Q: I got a letter for my license being suspended if I don’t pay for the incident. I have 20 days to respond I’m unsure what
I got a letter from the TEXAS DPS about wanting to suspend my license due to an accident for no insurance but I had insurance just did not activate on time. The insurance company wants to sue me but I’m 20 and didn’t work for months and they are asking for big numbers that I can’t afford and won’t cooperate. I can’t find a lawyer in houston that can help me with this. I would like any help
Your driver license can be suspended under the Texas Safety Responsibility Act if you meet the following criteria:
1. You were involved in an automobile crash;
2. The investigating officer lists contributing factors that indicate you were responsible;
3. You did not have automobile insurance at the time of the crash; and
4. The crash resulted in injury, death, and/or property damage of $1,000 or more.
To reinstate your license after a judgement suspension, you must pay the required $100 Reinstatement fee, any other outstanding fees and submit one of the following documents to the Department:
1. Evidence of liability insurance at the time of the crash,
2. A Notarized Release (SR-11) from liability of judgment,
3. A properly executed Installment Agreement (SR-19) (if the Department receives notice that you have defaulted on the installment agreement then your driver license is subject to suspension), or
4. Deposit of a cashier's check or money order, and submission of a Financial Responsibility Insurance Certificate (SR-22) as proof of liability insurance, and a SR-22a which certifies the policy is pre-paid for a period of at least six-months.

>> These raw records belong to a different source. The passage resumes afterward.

//! Shared test doubles for the sync orchestrator
//!
//! - [`ScriptedStorage`] answers each request kind from a queue of scripted
//!   replies and records every call it receives.
//! - [`MemoryIndex`] and [`MemoryStatus`] keep their data in memory.
//! - [`TempSaves`] is a real save directory under a temp dir, so downloads
//!   and partial-file cleanup can be observed on disk.

#![allow(dead_code)]

use std::collections::{HashMap, VecDeque};
use std::io::ErrorKind;
use std::path::{Path, PathBuf};
use std::sync::atomic::{AtomicUsize, Ordering};
use std::sync::{Arc, Mutex};

use anyhow::anyhow;
use chrono::{DateTime, TimeZone, Utc};
use tokio::io::AsyncReadExt;

use cloudsaves_core::domain::{ErrorResponse, RemoteFile, RemoteId, Timestamp, TimestampMap};
use cloudsaves_core::ports::{
    CreateDirectoryResponse, DownloadProgress, ICloudStorage, ISaveStore, ISyncStatusStore,
    ITimestampIndex, ListDirectoryResponse, PendingRequest, SaveReader, UploadResponse,
    UploadSource,
};
use cloudsaves_sync::SyncOrchestrator;

pub const REMOTE_DIR: &str = "/saves/";

/// How a scripted request behaves
pub enum Reply<T> {
    /// Resolve right away with this result
    Now(Result<T, ErrorResponse>),
    /// Never resolve
    Never,
    /// Refuse to create the request
    Refuse,
}

pub fn listing_date() -> DateTime<Utc> {
    Utc.with_ymd_and_hms(2024, 5, 1, 10, 0, 0).unwrap()
}

pub fn remote(name: &str, secs: u32, size: u64) -> RemoteFile {
    RemoteFile::file(
        RemoteId::new(format!("id-{name}")).unwrap(),
        name,
        size,
        Timestamp::from_secs(secs),
    )
}

// ============================================================================
// ScriptedStorage
// ============================================================================

#[derive(Default)]
struct Script {
    listings: VecDeque<Reply<ListDirectoryResponse>>,
    creations: VecDeque<Reply<CreateDirectoryResponse>>,
    downloads: VecDeque<(Reply<bool>, Vec<u8>)>,
    uploads: VecDeque<Reply<Timestamp>>,
    calls: Vec<String>,
    uploaded: HashMap<String, Vec<u8>>,
}

pub struct ScriptedStorage {
    script: Arc<Mutex<Script>>,
    stream_uploads: bool,
}

impl ScriptedStorage {
    pub fn new() -> Self {
        Self {
            script: Arc::new(Mutex::new(Script::default())),
            stream_uploads: true,
        }
    }

    pub fn with_path_uploads(mut self) -> Self {
        self.stream_uploads = false;
        self
    }

    pub fn on_list(&self, reply: Reply<ListDirectoryResponse>) -> &Self {
        self.script.lock().unwrap().listings.push_back(reply);
        self
    }

    /// Script a successful listing dated [`listing_date`]
    pub fn listing(&self, files: Vec<RemoteFile>) -> &Self {
        self.on_list(Reply::Now(Ok(ListDirectoryResponse {
            files,
            date: Some(listing_date()),
        })))
    }

    pub fn on_create(&self, reply: Reply<CreateDirectoryResponse>) -> &Self {
        self.script.lock().unwrap().creations.push_back(reply);
        self
    }

    /// Script a download; `content` is written to the destination first
    pub fn on_download(&self, reply: Reply<bool>, content: &[u8]) -> &Self {
        self.script
            .lock()
            .unwrap()
            .downloads
            .push_back((reply, content.to_vec()));
        self
    }

    /// Script an upload answered with the given remote timestamp
    pub fn on_upload(&self, reply: Reply<Timestamp>) -> &Self {
        self.script.lock().unwrap().uploads.push_back(reply);
        self
    }

    pub fn calls(&self) -> Vec<String> {
        self.script.lock().unwrap().calls.clone()
    }

    /// Content received for an uploaded remote path
    pub fn uploaded(&self, remote_path: &str) -> Option<Vec<u8>> {
        self.script.lock().unwrap().uploaded.get(remote_path).cloned()
    }

    fn record(&self, call: String) {
        self.script.lock().unwrap().calls.push(call);
    }
}

fn resolve<T: Send + 'static>(reply: Option<Reply<T>>, what: &str) -> anyhow::Result<PendingRequest<T>> {
    match reply {
        Some(Reply::Now(result)) => Ok(Box::pin(async move { result })),
        Some(Reply::Never) => Ok(Box::pin(std::future::pending())),
        Some(Reply::Refuse) => Err(anyhow!("storage refused to {what}")),
        None => Err(anyhow!("unscripted request to {what}")),
    }
}

impl ICloudStorage for ScriptedStorage {
    fn name(&self) -> &str {
        "scripted"
    }

    fn list_directory(&self, path: &str) -> anyhow::Result<PendingRequest<ListDirectoryResponse>> {
        self.record(format!("list {path}"));
        let reply = self.script.lock().unwrap().listings.pop_front();
        resolve(reply, "list directory")
    }

    fn create_directory(&self, path: &str) -> anyhow::Result<PendingRequest<CreateDirectoryResponse>> {
        self.record(format!("mkdir {path}"));
        let reply = self.script.lock().unwrap().creations.pop_front();
        resolve(reply, "create directory")
    }

    fn download_by_id(
        &self,
        id: &RemoteId,
        destination: &Path,
        progress: DownloadProgress,
    ) -> anyhow::Result<PendingRequest<bool>> {
        let file_name = destination
            .file_name()
            .map(|n| n.to_string_lossy().into_owned())
            .unwrap_or_default();
        self.record(format!("download {id} -> {file_name}"));

        let Some((reply, content)) = self.script.lock().unwrap().downloads.pop_front() else {
            return Err(anyhow!("unscripted download of {id}"));
        };
        if let Reply::Refuse = reply {
            return Err(anyhow!("storage refused to download {id}"));
        }

        let destination = destination.to_path_buf();
        Ok(Box::pin(async move {
            let total = content.len() as u64;
            tokio::fs::write(&destination, &content)
                .await
                .map_err(|e| ErrorResponse::message(e.to_string()))?;
            progress(total / 2, total);
            match reply {
                Reply::Now(result) => result,
                _ => std::future::pending().await,
            }
        }))
    }

    fn upload(&self, path: &str, source: UploadSource) -> anyhow::Result<PendingRequest<UploadResponse>> {
        let kind = match source {
            UploadSource::Stream(_) => "stream",
            UploadSource::Path(_) => "path",
        };
        self.record(format!("upload {path} ({kind})"));

        let reply = self.script.lock().unwrap().uploads.pop_front();
        let reply = match reply {
            Some(Reply::Refuse) => return Err(anyhow!("storage refused to upload {path}")),
            None => return Err(anyhow!("unscripted upload of {path}")),
            Some(reply) => reply,
        };

        let script = Arc::clone(&self.script);
        let path = path.to_string();
        Ok(Box::pin(async move {
            let content = match source {
                UploadSource::Stream(mut reader) => {
                    let mut buf = Vec::new();
                    reader
                        .read_to_end(&mut buf)
                        .await
                        .map_err(|e| ErrorResponse::message(e.to_string()))?;
                    buf
                }
                UploadSource::Path(local) => tokio::fs::read(&local)
                    .await
                    .map_err(|e| ErrorResponse::message(e.to_string()))?,
            };
            let timestamp = match reply {
                Reply::Now(result) => result?,
                _ => std::future::pending().await,
            };
            let name = path.rsplit('/').next().unwrap_or(&path).to_string();
            let size = content.len() as u64;
            script.lock().unwrap().uploaded.insert(path.clone(), content);
            Ok(UploadResponse {
                file: RemoteFile::file(RemoteId::new(format!("id-{name}")).unwrap(), name, size, timestamp),
            })
        }))
    }

    fn upload_stream_supported(&self) -> bool {
        self.stream_uploads
    }
}

// ============================================================================
// MemoryIndex
// ============================================================================

#[derive(Default)]
pub struct MemoryIndex {
    map: Mutex<TimestampMap>,
    saves: AtomicUsize,
    fail_load: bool,
}

impl MemoryIndex {
    pub fn with(entries: &[(&str, u32)]) -> Self {
        Self {
            map: Mutex::new(
                entries
                    .iter()
                    .map(|(n, t)| (n.to_string(), Timestamp::from_secs(*t)))
                    .collect(),
            ),
            ..Self::default()
        }
    }

    pub fn failing() -> Self {
        Self {
            fail_load: true,
            ..Self::default()
        }
    }

    pub fn get(&self, name: &str) -> Option<Timestamp> {
        self.map.lock().unwrap().get(name).copied()
    }

    pub fn save_count(&self) -> usize {
        self.saves.load(Ordering::SeqCst)
    }
}

impl ITimestampIndex for MemoryIndex {
    fn load(&self) -> anyhow::Result<TimestampMap> {
        if self.fail_load {
            return Err(anyhow!("index unreadable"));
        }
        Ok(self.map.lock().unwrap().clone())
    }

    fn save(&self, timestamps: &TimestampMap) -> anyhow::Result<()> {
        *self.map.lock().unwrap() = timestamps.clone();
        self.saves.fetch_add(1, Ordering::SeqCst);
        Ok(())
    }
}

// ============================================================================
// TempSaves
// ============================================================================

pub struct TempSaves {
    dir: tempfile::TempDir,
}

impl TempSaves {
    pub fn new() -> Self {
        Self {
            dir: tempfile::tempdir().expect("create temp dir"),
        }
    }

    pub fn write(&self, name: &str, content: &[u8]) {
        std::fs::write(self.dir.path().join(name), content).unwrap();
    }

    pub fn read(&self, name: &str) -> Option<Vec<u8>> {
        std::fs::read(self.dir.path().join(name)).ok()
    }

    pub fn exists(&self, name: &str) -> bool {
        self.dir.path().join(name).exists()
    }
}

impl ISaveStore for TempSaves {
    fn path_for(&self, name: &str) -> anyhow::Result<PathBuf> {
        Ok(self.dir.path().join(name))
    }

    fn remove(&self, name: &str) -> anyhow::Result<()> {
        match std::fs::remove_file(self.path_for(name)?) {
            Ok(()) => Ok(()),
            Err(e) if e.kind() == ErrorKind::NotFound => Ok(()),
            Err(e) => Err(e.into()),
        }
    }

    fn open_raw(&self, name: &str) -> anyhow::Result<SaveReader> {
        let file = std::fs::File::open(self.path_for(name)?)?;
        Ok(Box::new(tokio::fs::File::from_std(file)))
    }
}

// ============================================================================
// MemoryStatus
// ============================================================================

#[derive(Default)]
pub struct MemoryStatus {
    last_sync: Mutex<Option<DateTime<Utc>>>,
    used_space: Mutex<Option<u64>>,
}

impl MemoryStatus {
    pub fn last_sync(&self) -> Option<DateTime<Utc>> {
        *self.last_sync.lock().unwrap()
    }

    pub fn used_space(&self) -> Option<u64> {
        *self.used_space.lock().unwrap()
    }
}

impl ISyncStatusStore for MemoryStatus {
    fn set_last_sync(&self, date: DateTime<Utc>) -> anyhow::Result<()> {
        *self.last_sync.lock().unwrap() = Some(date);
        Ok(())
    }

    fn set_used_space(&self, bytes: u64) -> anyhow::Result<()> {
        *self.used_space.lock().unwrap() = Some(bytes);
        Ok(())
    }
}

// ============================================================================
// Harness
// ============================================================================

/// All collaborators of one orchestrator, kept for later inspection
pub struct Harness {
    pub storage: Arc<ScriptedStorage>,
    pub index: Arc<MemoryIndex>,
    pub saves: Arc<TempSaves>,
    pub status: Arc<MemoryStatus>,
}

impl Harness {
    pub fn new(storage: ScriptedStorage, index: MemoryIndex) -> Self {
        Self {
            storage: Arc::new(storage),
            index: Arc::new(index),
            saves: Arc::new(TempSaves::new()),
            status: Arc::new(MemoryStatus::default()),
        }
    }

    pub fn orchestrator(&self) -> SyncOrchestrator {
        SyncOrchestrator::new(
            self.storage.clone(),
            self.index.clone(),
            self.saves.clone(),
            self.status.clone(),
            REMOTE_DIR,
        )
    }
}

Your statement that you had liability insurance at the time of the crash but it was not "activated" is non-sensical. Whoever is telling you that the policy has to be "activated" is incorrect.
Either you had liability insurance at the time of the crash or you did not. Your liability insurance policy and insurance card state the dates covered by the policy usually as the "policy period" on the policy declarations or "dates of coverage." If your crash happened during that time period, it is covered by your liability insurance; there is no "activation" required.
You should submit a copy of your entire liability insurance policy including the declarations and your insurance card to Texas DPS to prove that you actually did have insurance coverage on the date of the crash.
A: If you received a letter from the Texas Department of Public Safety (DPS) threatening to suspend your license due to an accident without insurance, it's important to take the situation seriously and respond within the given timeframe of 20 days. Even if you had insurance that wasn't activated on time, driving without insurance is typically a violation of the law. The insurance company may have the right to sue you for damages incurred in the accident. If you're unable to afford the amount being sought and are having trouble finding a lawyer in Houston, consider reaching out to local legal aid organizations or bar associations for assistance. Review the letter from the Texas DPS carefully and contact them directly to address any concerns or questions you may have.